> _HOW TO COMPLETE THIS TASK_:
Report how many lines in the entries below hold the word "CatalogProduct". Your answer is that number alone.

*** Opening STORED DATA ***

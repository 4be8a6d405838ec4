use rust_decimal::Decimal;
use serde::{Deserialize, Serialize};

use crate::domain::conversation::MerchantId;

#[derive(Clone, Debug, PartialEq, Eq, Hash, Serialize, Deserialize)]
pub struct ProductId(pub String);

#[derive(Clone, Debug, PartialEq, Eq, Serialize, Deserialize)]
pub struct CatalogProduct {
    pub id: ProductId,
    pub merchant_id: MerchantId,
    pub name: String,
    pub price: Decimal,
    pub stock: u32,
    pub in_stock: bool,
}

impl CatalogProduct {
    /// `in_stock == false` and `stock == 0` both mean the product cannot be sold.
    pub fn is_sellable(&self) -> bool {
        self.in_stock && self.stock > 0
    }

    /// Stock reaching zero forces `in_stock` off; the reverse is left to the merchant.
    pub fn set_stock(&mut self, stock: u32) {
        self.stock = stock;
        if stock == 0 {
            self.in_stock = false;
        }
    }
}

*** Closing STORED DATA ***

> _WRITTEN SOLUTION_:
2